Highly active cathode materials are crucial to accelerating the commercialization of intermediate-temperature solid oxide fuel cells (IT-SOFCs). Herein, a facile doping strategy is proposed to promote the electrode performance of simple perovskite oxides by introducing the lanthanide (Ln = La, Ce, and Pr) ions into B-site. These materials are evaluated as promising cathodes for IT-SOFCs and characterized by electrochemical test between 500 and 700 °C. Among all Ba0.5Sr0.5Co0.7Fe0.28Ln0.02O3-δ perovskites, the Ba0.5Sr0.5Co0.7Fe0.28Pr0.02O3-δ (BSCFP) cathode exhibits the lowest polarization resistance (Rp) of 0.026 Ω cm2 at 700 °C, approximately 50% lower than that of the pristine Ba0.5Sr0.5Co0.7Fe0.3O3-δ (BSCF0.3). The BSCFP cathode-based fuel cell delivers a peak power density of 1083 mW cm−2 at 700 °C, along with exceptional operating stability for 150 h.
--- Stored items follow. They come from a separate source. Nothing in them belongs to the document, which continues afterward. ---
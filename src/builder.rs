//! The request builder.
//!
//! [`RequestBuilder`] accumulates a URL, headers, query parameters and one
//! payload, then produces a [`Request`] with [`RequestBuilder::build`].

use crate::{
    multipart::{self, FormPart},
    Body, Content, Error, Request, Result,
};
use percent_encoding::{utf8_percent_encode, AsciiSet, NON_ALPHANUMERIC};
use serde::Serialize;
use std::collections::BTreeMap;
use std::io::Read;
use url::Url;

/// Name of the content type header.
pub const CONTENT_TYPE: &str = "Content-Type";

/// Content type that switches simple form fields to a urlencoded body.
pub const FORM_URL_ENCODED_HEADER: &str = "application/x-www-form-urlencoded";

/// Content type for JSON bodies.
pub const JSON_CONTENT_TYPE: &str = "application/json";

// A path parameter must stay a single segment.
const PATH_PARAMETER_ENCODE_SET: &AsciiSet = &NON_ALPHANUMERIC
    .remove(b'-')
    .remove(b'_')
    .remove(b'.')
    .remove(b'~');

/// Ordered multi-value mapping used for headers and query parameters.
pub type Params = BTreeMap<String, Vec<String>>;

/// Builder for assembling a single outgoing request.
///
/// # Examples
///
/// ```
/// use reqkit::RequestBuilder;
/// use serde_json::json;
///
/// # fn main() -> Result<(), reqkit::Error> {
/// let mut builder = RequestBuilder::new("POST");
/// builder
///     .construct_http_url(
///         "https://api.example.com/assistant/api",
///         &["v1/workspaces", "message"],
///         &["my workspace"],
///     )?
///     .add_header("Content-Type", "application/json")
///     .add_query("version", "2018-09-22")
///     .set_body_content_json(&json!({"name": "wonder woman"}))?;
///
/// let request = builder.build()?;
/// assert_eq!(
///     request.url().as_str(),
///     "https://api.example.com/assistant/api/v1/workspaces/my%20workspace/message?version=2018-09-22"
/// );
/// assert_eq!(request.into_body().unwrap().into_bytes()?, b"{\"name\":\"wonder woman\"}\n");
/// # Ok(())
/// # }
/// ```
#[derive(Debug)]
pub struct RequestBuilder {
    method: String,
    url: Option<Url>,
    headers: Params,
    query: Params,
    body: Option<Body>,
    form_data: Vec<FormPart>,
}

impl RequestBuilder {
    /// Creates a builder for the given HTTP method.
    ///
    /// The method is not validated here; an invalid one is rejected when the
    /// built request is converted for a transport.
    pub fn new(method: impl Into<String>) -> Self {
        Self {
            method: method.into(),
            url: None,
            headers: Params::new(),
            query: Params::new(),
            body: None,
            form_data: Vec::new(),
        }
    }

    /// Sets the URL from an endpoint plus path segments and path parameters.
    ///
    /// Segments and parameters are interleaved: segment 0, parameter 0,
    /// segment 1, parameter 1, and so on. Parameters beyond the number of
    /// segments are ignored. Segments are literal and may contain `/`;
    /// parameters are percent-escaped into a single segment.
    ///
    /// # Errors
    ///
    /// Returns [`Error::InvalidUrl`] if `endpoint` is not an absolute URL.
    /// The previously constructed URL, if any, is kept.
    ///
    /// # Examples
    ///
    /// ```
    /// use reqkit::RequestBuilder;
    ///
    /// let mut builder = RequestBuilder::new("GET");
    /// builder
    ///     .construct_http_url("https://example.com/api/", &["v1/items"], &["a/b"])
    ///     .unwrap();
    /// assert_eq!(builder.url().unwrap().as_str(), "https://example.com/api/v1/items/a%2Fb");
    /// ```
    pub fn construct_http_url<S, P>(
        &mut self,
        endpoint: &str,
        path_segments: &[S],
        path_parameters: &[P],
    ) -> Result<&mut Self>
    where
        S: AsRef<str>,
        P: AsRef<str>,
    {
        let mut url = Url::parse(endpoint)?;
        if url.cannot_be_a_base() {
            return Err(Error::ConfigurationError(format!(
                "Endpoint cannot carry a path: {}",
                endpoint
            )));
        }

        let mut path = url.path().trim_end_matches('/').to_owned();
        for (i, segment) in path_segments.iter().enumerate() {
            push_piece(&mut path, segment.as_ref());
            if let Some(parameter) = path_parameters.get(i) {
                let escaped =
                    utf8_percent_encode(parameter.as_ref(), PATH_PARAMETER_ENCODE_SET).to_string();
                push_piece(&mut path, &escaped);
            }
        }
        url.set_path(&path);

        tracing::debug!(url = %url, "Constructed request URL");

        self.url = Some(url);
        Ok(self)
    }

    /// Appends a header value.
    pub fn add_header(&mut self, name: impl Into<String>, value: impl Into<String>) -> &mut Self {
        self.headers.entry(name.into()).or_default().push(value.into());
        self
    }

    /// Appends a query parameter value.
    pub fn add_query(&mut self, name: impl Into<String>, value: impl Into<String>) -> &mut Self {
        self.query.entry(name.into()).or_default().push(value.into());
        self
    }

    /// Serializes `value` as JSON, followed by a newline, and uses it as the body.
    ///
    /// `Content-Type` is left to the caller.
    ///
    /// # Errors
    ///
    /// Returns [`Error::SerializationFailed`] if `value` cannot be encoded.
    /// The current body is left unchanged.
    pub fn set_body_content_json<T>(&mut self, value: &T) -> Result<&mut Self>
    where
        T: Serialize + ?Sized,
    {
        let bytes = match json_line(value) {
            Ok(bytes) => bytes,
            Err(e) => {
                tracing::warn!(error = %e, "Rejected JSON body");
                return Err(e);
            }
        };
        Ok(self.install_body(Body::from_bytes(bytes)))
    }

    /// Uses `value` verbatim as the body.
    pub fn set_body_content_string(&mut self, value: impl Into<String>) -> &mut Self {
        let value: String = value.into();
        self.install_body(Body::from(value))
    }

    /// Uses `reader` as the body. It is read lazily by the transport.
    pub fn set_body_stream<R>(&mut self, reader: R) -> &mut Self
    where
        R: Read + Send + 'static,
    {
        self.install_body(Body::from_reader(reader))
    }

    /// Uses a single [`Content`] value as the body.
    ///
    /// Text and streams are used verbatim; structured values are
    /// JSON-encoded.
    ///
    /// # Errors
    ///
    /// Returns [`Error::SerializationFailed`] if a structured value cannot be
    /// encoded.
    pub fn set_body(&mut self, content: Content) -> Result<&mut Self> {
        let body = verbatim_body(content)?;
        Ok(self.install_body(body))
    }

    /// Sets the body from whichever of three slots is filled.
    ///
    /// Precedence is `json_content`, then `non_json_content`, then
    /// `file_content`; only one slot is used.
    ///
    /// * `json_content` is always JSON-encoded. Streams are rejected.
    /// * `non_json_content` uses text and streams verbatim and JSON-encodes
    ///   structured values.
    /// * `file_content` accepts text and streams only.
    ///
    /// A non-empty `content_type` becomes the `Content-Type` header unless
    /// one was already added.
    ///
    /// # Errors
    ///
    /// Returns [`Error::UnsupportedContentType`] when the chosen slot does not
    /// accept the content's kind, and [`Error::SerializationFailed`] when
    /// JSON encoding fails. The current body is left unchanged.
    ///
    /// # Examples
    ///
    /// ```
    /// use reqkit::{Content, RequestBuilder};
    ///
    /// let mut builder = RequestBuilder::new("POST");
    /// let err = builder
    ///     .set_body_content("", None, None, Some(Content::json(&200).unwrap()))
    ///     .unwrap_err();
    /// assert_eq!(err.to_string(), "Invalid type for non-JSON body content: number");
    ///
    /// builder
    ///     .set_body_content("text/plain", None, None, Some(Content::text("hello SDK")))
    ///     .unwrap();
    /// assert_eq!(builder.header("content-type"), Some("text/plain"));
    /// ```
    pub fn set_body_content(
        &mut self,
        content_type: &str,
        json_content: Option<Content>,
        non_json_content: Option<Content>,
        file_content: Option<Content>,
    ) -> Result<&mut Self> {
        let resolved = if let Some(content) = json_content {
            tracing::trace!(kind = content.kind(), "Using JSON body slot");
            json_body(content)
        } else if let Some(content) = non_json_content {
            tracing::trace!(kind = content.kind(), "Using non-JSON body slot");
            verbatim_body(content)
        } else if let Some(content) = file_content {
            tracing::trace!(kind = content.kind(), "Using file body slot");
            file_body(content)
        } else {
            return Ok(self);
        };

        let body = match resolved {
            Ok(body) => body,
            Err(e) => {
                tracing::warn!(error = %e, "Rejected body content");
                return Err(e);
            }
        };

        if !content_type.is_empty() && self.header(CONTENT_TYPE).is_none() {
            self.add_header(CONTENT_TYPE, content_type);
        }
        Ok(self.install_body(body))
    }

    /// Appends a form field.
    ///
    /// An empty `file_name` makes a simple field; otherwise the field is a
    /// file part whose content type defaults to `application/octet-stream`.
    /// Encoding happens in [`build`](Self::build).
    pub fn add_form_data(
        &mut self,
        field_name: impl Into<String>,
        file_name: &str,
        content_type: &str,
        content: impl Into<Content>,
    ) -> &mut Self {
        self.body = None;
        self.form_data
            .push(FormPart::new(field_name, file_name, content_type, content.into()));
        self
    }

    /// Returns the HTTP method.
    pub fn method(&self) -> &str {
        &self.method
    }

    /// Returns the URL, once constructed.
    pub fn url(&self) -> Option<&Url> {
        self.url.as_ref()
    }

    /// Returns all accumulated headers.
    pub fn headers(&self) -> &Params {
        &self.headers
    }

    /// Returns the first value of a header, matching the name case-insensitively.
    pub fn header(&self, name: &str) -> Option<&str> {
        first_value(&self.headers, name)
    }

    /// Returns all accumulated query parameters.
    pub fn query(&self) -> &Params {
        &self.query
    }

    /// Returns the current body, if one is set.
    pub fn body(&self) -> Option<&Body> {
        self.body.as_ref()
    }

    /// Removes and returns the current body.
    pub fn take_body(&mut self) -> Option<Body> {
        self.body.take()
    }

    /// Returns the accumulated form fields.
    pub fn form_data(&self) -> &[FormPart] {
        &self.form_data
    }

    /// Consumes the builder and produces the request.
    ///
    /// Form fields become a urlencoded body when the declared content type is
    /// `application/x-www-form-urlencoded` and every field is simple text;
    /// otherwise they become a multipart body, replacing any declared
    /// `Content-Type`. Without form fields the body set earlier is used.
    ///
    /// # Errors
    ///
    /// Returns [`Error::ConfigurationError`] if no URL was constructed or a
    /// form field's content type is not a valid MIME type, and
    /// [`Error::SerializationFailed`] if a form field cannot be encoded.
    pub fn build(self) -> Result<Request> {
        let RequestBuilder {
            method,
            url,
            mut headers,
            query,
            body,
            form_data,
        } = self;

        let mut url =
            url.ok_or_else(|| Error::ConfigurationError("Request URL is required".to_string()))?;

        let body = if form_data.is_empty() {
            body
        } else {
            Some(form_body(&mut headers, form_data)?)
        };

        if !query.is_empty() {
            let mut pairs = url.query_pairs_mut();
            for (name, values) in &query {
                for value in values {
                    pairs.append_pair(name, value);
                }
            }
        }

        tracing::debug!(
            method = %method,
            url = %url,
            body = body_kind(body.as_ref()),
            "Built request"
        );

        Ok(Request::new(method, url, headers, body))
    }

    fn install_body(&mut self, body: Body) -> &mut Self {
        self.form_data.clear();
        self.body = Some(body);
        self
    }
}

fn push_piece(path: &mut String, piece: &str) {
    let piece = piece.trim_matches('/');
    if piece.is_empty() {
        return;
    }
    path.push('/');
    path.push_str(piece);
}

pub(crate) fn first_value<'a>(params: &'a Params, name: &str) -> Option<&'a str> {
    params
        .iter()
        .filter(|(key, _)| key.eq_ignore_ascii_case(name))
        .find_map(|(_, values)| values.first())
        .map(String::as_str)
}

fn json_line<T>(value: &T) -> Result<Vec<u8>>
where
    T: Serialize + ?Sized,
{
    let mut bytes = serde_json::to_vec(value)?;
    bytes.push(b'\n');
    Ok(bytes)
}

fn json_body(content: Content) -> Result<Body> {
    match content {
        Content::Json(value) => Ok(Body::from_bytes(json_line(&value)?)),
        Content::Text(text) => Ok(Body::from_bytes(json_line(&text)?)),
        Content::Stream(_) => Err(Error::UnsupportedContentType {
            slot: "JSON",
            kind: "stream",
        }),
    }
}

fn verbatim_body(content: Content) -> Result<Body> {
    match content {
        Content::Text(text) => Ok(Body::from(text)),
        Content::Stream(reader) => Ok(Body::from_boxed_reader(reader)),
        Content::Json(value) => Ok(Body::from_bytes(json_line(&value)?)),
    }
}

fn file_body(content: Content) -> Result<Body> {
    match content {
        Content::Text(text) => Ok(Body::from(text)),
        Content::Json(serde_json::Value::String(text)) => Ok(Body::from(text)),
        Content::Stream(reader) => Ok(Body::from_boxed_reader(reader)),
        other => Err(Error::UnsupportedContentType {
            slot: "non-JSON",
            kind: other.kind(),
        }),
    }
}

fn is_form_urlencoded(headers: &Params) -> bool {
    first_value(headers, CONTENT_TYPE)
        .and_then(|value| value.split(';').next())
        .is_some_and(|mime| mime.trim().eq_ignore_ascii_case(FORM_URL_ENCODED_HEADER))
}

fn form_body(headers: &mut Params, form_data: Vec<FormPart>) -> Result<Body> {
    if is_form_urlencoded(headers) {
        if let Some(encoded) = multipart::encode_urlencoded(&form_data) {
            tracing::trace!(fields = form_data.len(), "Encoding form as urlencoded");
            return Ok(Body::from(encoded));
        }
    }

    tracing::trace!(fields = form_data.len(), "Encoding form as multipart");
    let form = multipart::into_form(form_data)?;
    headers.retain(|name, _| !name.eq_ignore_ascii_case(CONTENT_TYPE));
    headers.insert(CONTENT_TYPE.to_string(), vec![multipart::content_type(&form)]);
    Ok(multipart::into_body(form))
}

fn body_kind(body: Option<&Body>) -> &'static str {
    match body {
        None => "none",
        Some(body) if body.is_stream() => "stream",
        Some(_) => "bytes",
    }
}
Such performance may benefit from increased electrical conductivity and optimized surface oxygen process based on experiments and density-functional theory (DFT) calculations. The DFT calculations indicate that the Pr doping not only promotes the adsorption of oxygen species but also enhances the p-d hybridization of O 2p and Co/Fe/Pr 3d bands. The findings endow the performance modulation of the perovskite cathode systems involving the lanthanide doping at B-site.